We’re trying to hasten that. We were able to add some 300 seats to cordon off of 60 seats in a private dining room that’s still serving Gallagher’s menu. But Gallagher’s is a restaurant that can do $350,000, $400,000 in a week especially when there are conventions in town. So my expectation is that we’ll be missing some $2 million in sales in the March quarter in Gallagher’s. We’ve always had this policy when we close something for renovation, it’s not the employees’ fault, it’s management fault from making that deal, in this case, with MGM. And so we are paying salaries, a certain percentage of salaries so that our employees are not harmed. So this is going to be a hit to our income for March. What we are building in terms of the renovation, I think is a far more attractive restaurant is a restaurant that’s very much in demand.

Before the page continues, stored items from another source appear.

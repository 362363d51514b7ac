//! Backtest orchestration.
//!
//! Composes price lookups, currency conversion, share arithmetic and DRIP
//! simulation for each request shape. Fetches run one after another and the
//! first failure aborts the request; no partial result is ever produced.

use chrono::NaiveDate;
use tracing::{debug, info};

use super::result::{
    BacktestResult, Header, QuantityBuy, QuantityBuySell, QuantityDrip, ValueBuy, ValueBuySell,
    ValueDrip,
};
use super::{BacktestRequest, RawRequest, Shape};
use crate::domain::drip::{self, ConstantPrice, DripResult, ExDatePrice, ReinvestmentPricer};
use crate::domain::error::HindsightError;
use crate::domain::fx::FxConverter;
use crate::domain::position::{return_pct, shares_from_value, value_from_shares};
use crate::domain::settings::{DripPricing, Settings};
use crate::ports::dividend_port::DividendSource;
use crate::ports::fx_port::FxRateSource;
use crate::ports::price_port::PriceSource;

/// Currency bookkeeping for a value-mode request.
struct ValueLeg {
    /// Currency as reported back: the token the user typed, or the asset
    /// currency when the amount carried none.
    display: String,
    /// ISO code used for rate lookups.
    code: String,
    asset_currency: String,
}

pub struct Backtester<'a> {
    prices: &'a dyn PriceSource,
    dividends: &'a dyn DividendSource,
    fx: FxConverter<'a>,
    settings: &'a Settings,
}

impl<'a> Backtester<'a> {
    pub fn new(
        prices: &'a dyn PriceSource,
        dividends: &'a dyn DividendSource,
        fx_rates: &'a dyn FxRateSource,
        settings: &'a Settings,
    ) -> Self {
        Self {
            prices,
            dividends,
            fx: FxConverter::new(fx_rates),
            settings,
        }
    }

    /// Validate and run a raw request.
    pub fn run_raw(&self, raw: &RawRequest) -> Result<BacktestResult, HindsightError> {
        let request = BacktestRequest::from_raw(raw)?;
        self.run(&request)
    }

    pub fn run(&self, req: &BacktestRequest) -> Result<BacktestResult, HindsightError> {
        let shape = req.shape();
        info!(
            ticker = %req.ticker,
            buy_date = %req.buy_date,
            asset_type = %req.asset_type,
            monetary = req.amount.is_monetary_value(),
            ?shape,
            "running backtest"
        );

        let result = match (shape, req.amount.is_monetary_value()) {
            (Shape::BuyOnly, false) => self.quantity_buy(req),
            (Shape::BuyOnly, true) => self.value_buy(req),
            (Shape::BuySell { sell }, false) => self.quantity_buy_sell(req, sell),
            (Shape::BuySell { sell }, true) => self.value_buy_sell(req, sell),
            (Shape::BuySellDrip { sell }, false) => self.quantity_drip(req, sell),
            (Shape::BuySellDrip { sell }, true) => self.value_drip(req, sell),
        }?;

        info!(ticker = %req.ticker, "{}", result.message());
        Ok(result)
    }

    fn quantity_buy(&self, req: &BacktestRequest) -> Result<BacktestResult, HindsightError> {
        let close_price = self.close(&req.ticker, req.buy_date)?;
        Ok(BacktestResult::QuantityBuy(QuantityBuy {
            header: header(req, None),
            quantity: req.amount.magnitude(),
            close_price,
        }))
    }

    fn value_buy(&self, req: &BacktestRequest) -> Result<BacktestResult, HindsightError> {
        let close_price = self.close(&req.ticker, req.buy_date)?;
        let leg = self.value_leg(req);
        let fx_rate = self.fx.rate(&leg.code, &leg.asset_currency, req.buy_date)?;
        let invested = req.amount.magnitude() * fx_rate;
        let shares = shares_from_value(invested, close_price, &req.ticker, req.buy_date)?;

        Ok(BacktestResult::ValueBuy(ValueBuy {
            header: header(req, None),
            value: req.amount.magnitude(),
            currency: leg.display,
            fx_rate,
            shares,
            stock_currency: leg.asset_currency,
            close_price,
        }))
    }

    fn quantity_buy_sell(
        &self,
        req: &BacktestRequest,
        sell: NaiveDate,
    ) -> Result<BacktestResult, HindsightError> {
        let buy_price = self.close(&req.ticker, req.buy_date)?;
        let sell_price = self.close(&req.ticker, sell)?;
        let quantity = req.amount.magnitude();
        let final_value = value_from_shares(quantity, sell_price);

        Ok(BacktestResult::QuantityBuySell(QuantityBuySell {
            header: header(req, Some(sell)),
            quantity,
            buy_price,
            sell_price,
            final_value,
            return_pct: return_pct(value_from_shares(quantity, buy_price), final_value),
        }))
    }

    fn value_buy_sell(
        &self,
        req: &BacktestRequest,
        sell: NaiveDate,
    ) -> Result<BacktestResult, HindsightError> {
        let buy_price = self.close(&req.ticker, req.buy_date)?;
        let sell_price = self.close(&req.ticker, sell)?;
        let leg = self.value_leg(req);
        let fx_rate_buy = self.fx.rate(&leg.code, &leg.asset_currency, req.buy_date)?;
        let fx_rate_sell = self.fx.rate(&leg.asset_currency, &leg.code, sell)?;

        let value = req.amount.magnitude();
        let shares = shares_from_value(value * fx_rate_buy, buy_price, &req.ticker, req.buy_date)?;
        let final_value_in_stock_currency = value_from_shares(shares, sell_price);
        let final_value_in_original_currency = final_value_in_stock_currency * fx_rate_sell;

        Ok(BacktestResult::ValueBuySell(ValueBuySell {
            header: header(req, Some(sell)),
            value,
            currency: leg.display,
            buy_price,
            sell_price,
            fx_rate_buy,
            fx_rate_sell,
            stock_currency: leg.asset_currency,
            shares,
            final_value_in_stock_currency,
            final_value_in_original_currency,
            return_pct: return_pct(value, final_value_in_original_currency),
        }))
    }

    fn quantity_drip(
        &self,
        req: &BacktestRequest,
        sell: NaiveDate,
    ) -> Result<BacktestResult, HindsightError> {
        let buy_price = self.close(&req.ticker, req.buy_date)?;
        let sell_price = self.close(&req.ticker, sell)?;
        let quantity = req.amount.magnitude();
        let drip = self.reinvest(req, sell, quantity, buy_price)?;

        let total_shares = quantity + drip.reinvested_shares;
        let final_value = value_from_shares(total_shares, sell_price);

        Ok(BacktestResult::QuantityDrip(QuantityDrip {
            header: header(req, Some(sell)),
            quantity,
            buy_price,
            sell_price,
            reinvested_shares: drip.reinvested_shares,
            total_shares,
            final_value,
            return_pct: return_pct(value_from_shares(quantity, buy_price), final_value),
            reinvestments: drip.reinvestments,
        }))
    }

    fn value_drip(
        &self,
        req: &BacktestRequest,
        sell: NaiveDate,
    ) -> Result<BacktestResult, HindsightError> {
        let buy_price = self.close(&req.ticker, req.buy_date)?;
        let sell_price = self.close(&req.ticker, sell)?;
        let leg = self.value_leg(req);
        let fx_rate_buy = self.fx.rate(&leg.code, &leg.asset_currency, req.buy_date)?;
        let fx_rate_sell = self.fx.rate(&leg.asset_currency, &leg.code, sell)?;

        let value = req.amount.magnitude();
        let shares = shares_from_value(value * fx_rate_buy, buy_price, &req.ticker, req.buy_date)?;
        let drip = self.reinvest(req, sell, shares, buy_price)?;

        let total_shares = shares + drip.reinvested_shares;
        let final_value_in_stock_currency = value_from_shares(total_shares, sell_price);
        let final_value_in_original_currency = final_value_in_stock_currency * fx_rate_sell;

        Ok(BacktestResult::ValueDrip(ValueDrip {
            header: header(req, Some(sell)),
            value,
            currency: leg.display,
            buy_price,
            sell_price,
            fx_rate_buy,
            fx_rate_sell,
            stock_currency: leg.asset_currency,
            shares,
            reinvested_shares: drip.reinvested_shares,
            total_shares,
            final_value_in_stock_currency,
            final_value_in_original_currency,
            return_pct: return_pct(value, final_value_in_original_currency),
            reinvestments: drip.reinvestments,
        }))
    }

    fn close(&self, ticker: &str, date: NaiveDate) -> Result<f64, HindsightError> {
        debug!(ticker, %date, "fetching close price");
        let price = self.prices.close_price(ticker, date)?;
        if !price.is_finite() || price <= 0.0 {
            return Err(HindsightError::InvalidPrice {
                ticker: ticker.to_string(),
                date,
                price,
            });
        }
        Ok(price)
    }

    fn value_leg(&self, req: &BacktestRequest) -> ValueLeg {
        let asset_currency = self
            .settings
            .asset_currency(&req.ticker, req.asset_type)
            .to_string();

        match (req.amount.currency(), &req.currency_code) {
            (Some(token), Some(code)) => ValueLeg {
                display: token.to_string(),
                code: code.clone(),
                asset_currency,
            },
            _ => ValueLeg {
                display: asset_currency.clone(),
                code: asset_currency.clone(),
                asset_currency,
            },
        }
    }

    fn reinvest(
        &self,
        req: &BacktestRequest,
        sell: NaiveDate,
        initial_shares: f64,
        buy_price: f64,
    ) -> Result<DripResult, HindsightError> {
        debug!(ticker = %req.ticker, from = %req.buy_date, to = %sell, "fetching dividends");
        let schedule = self.dividends.schedule(&req.ticker, req.buy_date, sell)?;
        let events = drip::window(&schedule, req.buy_date, sell);
        debug!(events = events.len(), "dividends in holding window");

        let constant = ConstantPrice(buy_price);
        let ex_date = ExDatePrice {
            source: self.prices,
            ticker: &req.ticker,
        };
        let pricer: &dyn ReinvestmentPricer = match self.settings.drip_pricing {
            DripPricing::Constant => &constant,
            DripPricing::ExDate => &ex_date,
        };

        drip::simulate(&req.ticker, initial_shares, &events, pricer)
    }
}

fn header(req: &BacktestRequest, sell: Option<NaiveDate>) -> Header {
    Header {
        ticker: req.ticker.clone(),
        buy_date: req.buy_date,
        sell_date: sell,
        asset_type: req.asset_type,
    }
}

It has become more so with the activity in MGM’s Park and the T-Mobile arena with the Black Knight’s hockey team and concerts just being outside our door. MGM is also in New York, New York put in the new Circus Soleil show, which is doing well and it’s well reviewed. And I think we’re benefiting from that throughout all our restaurants and fast food operations in New York, New York. But Gallagher’s is at the front door of the theater, and we should benefit from that. So this renovation, I think, is going to be significant for us in revenue improvement. Other than that, our business, quite honestly, is pretty strong across the board. Our numbers are somewhat with sort based upon what happens with food prices, but that seems to be stabilizing.